The overall compliance rate was high, with an overall mean compliance rate of 97.6%, and the majority of patients had compliance of 75–100%. This high compliance rate may reflect the administration of rivastigmine transdermal patch by a caregiver, or it may be because ongoing and regular visits with clinicians in the clinical trial setting and better understanding of the disease and treatment by caregivers may encourage adherence and compliance to the prescribed treatment.

Usability

In terms of usability, 54.2% of the caregivers reported that rivastigmine transdermal patch was easy or very easy to use. This compares with a value of 61% in a prior study in Japan [10]. The slightly lower proportion in the present study might be because very few patients were enrolled in the study due to difficulty with continuing their previous oral medication; patients experiencing difficulty in taking an oral medication might experience a greater benefit of switching to a transdermal patch.

Comparison with Previous Studies of Switching among ChEIs

Based on comprehensive evaluations such as network meta-analysis and systematic review, it is thought that rivastigmine, donepezil, and galantamine have similar effects on cognitive function [17, 18]. However, the responses of each patient to these ChEIs might vary due to differences in the mechanism of action, metabolism, pharmacokinetics, and the treatment compliance of these ChEIs that may be affected by the formulation type and the frequency of administration. Thus, patients who are unresponsive to one agent may respond to a different ChEI [4]. In fact, in a prospective study in which patients with a poor response to an oral ChEI were switched to rivastigmine transdermal patch for 6 months, the MMSE score was stable or improved in over half of the patients [8]. In addition, a post hoc analysis of the EVOLUTION study revealed improvements in BPSD, especially in delusions and anxiety items, in moderate AD patients after switching from an oral ChEI to rivastigmine transdermal patch [19]. The results of these studies are consistent with the findings of the current study. The benefit of switching ChEIs is not limited to cases where oral ChEIs are switched to rivastigmine transdermal patch.
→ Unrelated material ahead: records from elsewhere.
// Copyright (c) 2026 ptdbg Authors.
//
// Licensed under the Apache License, Version 2.0 (the "License");
// you may not use this file except in compliance with the License.
// You may obtain a copy of the License at
//
//     http://www.apache.org/licenses/LICENSE-2.0
//
// Unless required by applicable law or agreed to in writing, software
// distributed under the License is distributed on an "AS IS" BASIS,
// WITHOUT WARRANTIES OR CONDITIONS OF ANY KIND, either express or implied.
// See the License for the specific language governing permissions and
// limitations under the License.

//! Text command language of the interactive front end.
//!
//! Every keyword may be abbreviated to any prefix; when a prefix fits more
//! than one keyword the first in table order wins (`s` is `step`). Numbers
//! are hexadecimal with or without `0x`, except line numbers.

use crate::error::{DebugError, Result};
use crate::utils::parse_hex;

#[derive(Debug, Clone, PartialEq, Eq)]
pub enum BreakTarget {
    Address(u64),
    Function(String),
    Line { file: String, line: u64 },
}

#[derive(Debug, Clone, PartialEq, Eq)]
pub enum RegisterCommand {
    Dump,
    Read(String),
    Write(String, u64),
}

#[derive(Debug, Clone, Copy, PartialEq, Eq)]
pub enum MemoryCommand {
    Read(u64),
    Write(u64, u64),
}

#[derive(Debug, Clone, Copy, PartialEq, Eq)]
pub enum StepKind {
    Instruction,
    Line,
    Over,
    Out,
}

#[derive(Debug, Clone, PartialEq, Eq)]
pub enum Command {
    Continue,
    Break(BreakTarget),
    Delete(u64),
    Register(RegisterCommand),
    Memory(MemoryCommand),
    Step(StepKind),
    Symbol(String),
    InfoBreakpoints,
    Help,
    Quit,
}

const KEYWORDS: [&str; 10] = [
    "continue", "break", "delete", "register", "memory", "step", "symbol", "info", "help", "quit",
];

pub const HELP: &str = "\
continue                     resume until the next stop
break <0xaddr>               breakpoint at a runtime address
break <function>             breakpoint after the prologue of a function
break <file>:<line>          breakpoint on a source line
delete <0xaddr>              remove a breakpoint
register dump                print every register
register read <name>         print one register
register write <name> <hex>  set one register
memory read <hex>            print the word at an address
memory write <hex> <hex>     store a word at an address
step [instruction|line|over|out]
symbol <name>                look a name up in the ELF symbol tables
info breakpoints             list breakpoints
quit";

fn is_prefix(word: &str, of: &str) -> bool {
    !word.is_empty() && of.starts_with(word)
}

/// First of `choices` that `word` abbreviates.
fn keyword<'a>(word: &str, choices: &[&'a str]) -> Option<&'a str> {
    choices.iter().copied().find(|c| is_prefix(word, c))
}

fn hex(word: Option<&str>, what: &str) -> Result<u64> {
    let word = word.ok_or_else(|| DebugError::Parse(format!("missing {}", what)))?;
    parse_hex(word).ok_or_else(|| DebugError::Parse(format!("invalid {} '{}'", what, word)))
}

fn arg<'a>(word: Option<&'a str>, what: &str) -> Result<&'a str> {
    word.ok_or_else(|| DebugError::Parse(format!("missing {}", what)))
}

/// Parse one input line. Blank lines parse to `None`.
pub fn parse(line: &str) -> Result<Option<Command>> {
    let mut words = line.split_whitespace();
    let Some(first) = words.next() else {
        return Ok(None);
    };
    let command = keyword(first, &KEYWORDS)
        .ok_or_else(|| DebugError::Parse(format!("Unknown command '{}'", first)))?;

    let parsed = match command {
        "continue" => Command::Continue,
        "break" => Command::Break(parse_break_target(arg(words.next(), "breakpoint location")?)?),
        "delete" => Command::Delete(hex(words.next(), "address")?),
        "register" => {
            let sub = arg(words.next(), "register subcommand")?;
            match keyword(sub, &["dump", "read", "write"]) {
                Some("dump") => Command::Register(RegisterCommand::Dump),
                Some("read") => Command::Register(RegisterCommand::Read(
                    arg(words.next(), "register name")?.to_string(),
                )),
                Some(_) => {
                    let name = arg(words.next(), "register name")?.to_string();
                    Command::Register(RegisterCommand::Write(name, hex(words.next(), "value")?))
                }
                None => return Err(DebugError::Parse(format!("Unknown register subcommand '{}'", sub))),
            }
        }
        "memory" => {
            let sub = arg(words.next(), "memory subcommand")?;
            match keyword(sub, &["read", "write"]) {
                Some("read") => Command::Memory(MemoryCommand::Read(hex(words.next(), "address")?)),
                Some(_) => {
                    let addr = hex(words.next(), "address")?;
                    Command::Memory(MemoryCommand::Write(addr, hex(words.next(), "value")?))
                }
                None => return Err(DebugError::Parse(format!("Unknown memory subcommand '{}'", sub))),
            }
        }
        "step" => {
            let kind = match words.next() {
                None => StepKind::Line,
                Some(sub) => match keyword(sub, &["instruction", "line", "over", "out"]) {
                    Some("instruction") => StepKind::Instruction,
                    Some("line") => StepKind::Line,
                    Some("over") => StepKind::Over,
                    Some(_) => StepKind::Out,
                    None => return Err(DebugError::Parse(format!("Unknown step kind '{}'", sub))),
                },
            };
            Command::Step(kind)
        }
        "symbol" => Command::Symbol(arg(words.next(), "symbol name")?.to_string()),
        "info" => match words.next() {
            Some(sub) if is_prefix(sub, "breakpoints") => Command::InfoBreakpoints,
            _ => return Err(DebugError::Parse("usage: info breakpoints".to_string())),
        },
        "help" => Command::Help,
        _ => Command::Quit,
    };
    Ok(Some(parsed))
}

/// `0x…` is an address, `file:line` a source line, anything else a function.
/// Only a run of digits after the last `:` makes a line, so `ns::f` stays a
/// function name.
fn parse_break_target(target: &str) -> Result<BreakTarget> {
    if target.starts_with("0x") || target.starts_with("0X") {
        return parse_hex(target)
            .map(BreakTarget::Address)
            .ok_or_else(|| DebugError::Parse(format!("invalid address '{}'", target)));
    }
    let split = target
        .rsplit_once(':')
        .filter(|(file, line)| !file.is_empty() && !line.is_empty() && line.bytes().all(|b| b.is_ascii_digit()));
    if let Some((file, line)) = split {
        let line = line
            .parse::<u64>()
            .map_err(|_| DebugError::Parse(format!("invalid line number '{}'", line)))?;
        return Ok(BreakTarget::Line {
            file: file.to_string(),
            line,
        });
    }
    Ok(BreakTarget::Function(target.to_string()))
}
For example, a post-marketing phase IV study revealed an improvement in cognitive function when patients were switched from donepezil to galantamine [20]. Although our study is limited to a one-directional switch from donepezil or galantamine to rivastigmine, considering the potential difference in the individual patient's response to each ChEI, we believe that switching to other drugs should be considered for patients who do not respond to rivastigmine. Many of the switching studies conducted to date involved switching from oral ChEIs to rivastigmine transdermal patch. To demonstrate the usefulness of switching among ChEIs in general, it is necessary to conduct a study in which patients switch among the three ChEIs under the same conditions.

Limitations

A main limitation of this study is that we did not include a control group (e.g., continuation of prior oral ChEI), which may limit the validity of the analyses. In addition to the pharmacological action of rivastigmine, the expectations of patients and caregivers for the new medication and environmental changes associated with switching in the clinical trial setting, such as social and psychological influences of the trial environment on patients and caregivers, might have affected the results of this study.

Conclusions

In conclusion, within-class switching from an oral ChEI to rivastigmine transdermal patch might be an efficacious and tolerable option for AD patients showing a poor or limited response to a prior oral ChEI.

Statement of Ethics

The study protocol was reviewed by the institutional review board at each participating center, and the study was conducted in accordance with ICH Harmonized Tripartite Guidelines for Good Clinical Practice with applicable regulations in Japan and the Declaration of Helsinki. All patients, or their caregiver, provided written informed consent before enrolment. The study was registered on ClinicalTrials.gov (NCT02703636).

Disclosure Statement

This study was funded by Novartis Pharma K.K. Kengo Ueda, Kazuki Kiyose, and Kazuhiro Toriyama are full-time employees of Novartis Pharma K.K. Ankita Shekhawat and Ayan Das Gupta are full-time employees of Novartis Healthcare Pvt. Ltd. In the past year, Sadao Katayama has received speaking fees from Novartis Pharma K.K., and research fees including payment for clinical trials from Eli Lilly Japan K.K., Biogen Japan Ltd., Chugai Pharmaceutical Co., Ltd., Eisai Co., Ltd., and Boehringer Ingelheim Japan. Tetsuaki Arai has received speaking fees from Eisai Co., Ltd. and Daiichi Sankyo Co., Ltd. Nobuo Furuta has received speaking fees from Janssen Pharmaceutical K.K. Makio Takahashi has received lecture fees from Eisai Co., Ltd., Ono Pharmaceutical Co., Ltd., Janssen Pharmaceutical K.K. and Novartis Pharma K.K. Toshihisa Tanaka has received fees for research from Biogen Japan Ltd., MSD K.K., Shionogi & Co., Ltd., and speaking fees from Ono Pharmaceutical Co., Ltd., Eisai Co., Ltd., and Meiji Seika Pharma Co., Ltd. Yu Nakamura has received speaking fees from Daiichi Sankyo Co., Ltd., Ono Pharmaceutical Co., Ltd., Takeda Pharmaceutical Co., Ltd., Eisai Co., Ltd., Novartis Pharma K.K., Eli Lilly Japan K.K., MSD K.K., and research fees including payment for clinical trials from Daiichi Sankyo Co., Ltd., and Biogen Japan Ltd. The other authors have no conflict of interest to declare.

Funding Sources

This study was fully funded by Novartis Pharma K.K.

Author Contributions

Kengo Ueda, Kazuki Kiyose, and Kazuhiro Toriyama contributed to the conception of the work and the interpretation of data. Ankita Shekhawat and Ayan Das Gupta contributed to the analysis of data for this work. Yu Nakamura contributed to the conception of the work, and the acquisition and interpretation of data. The other authors contributed to the acquisition and interpretation of data. All authors contributed to the drafting of the work and its critical revision. Supplementary data Click here for additional data file.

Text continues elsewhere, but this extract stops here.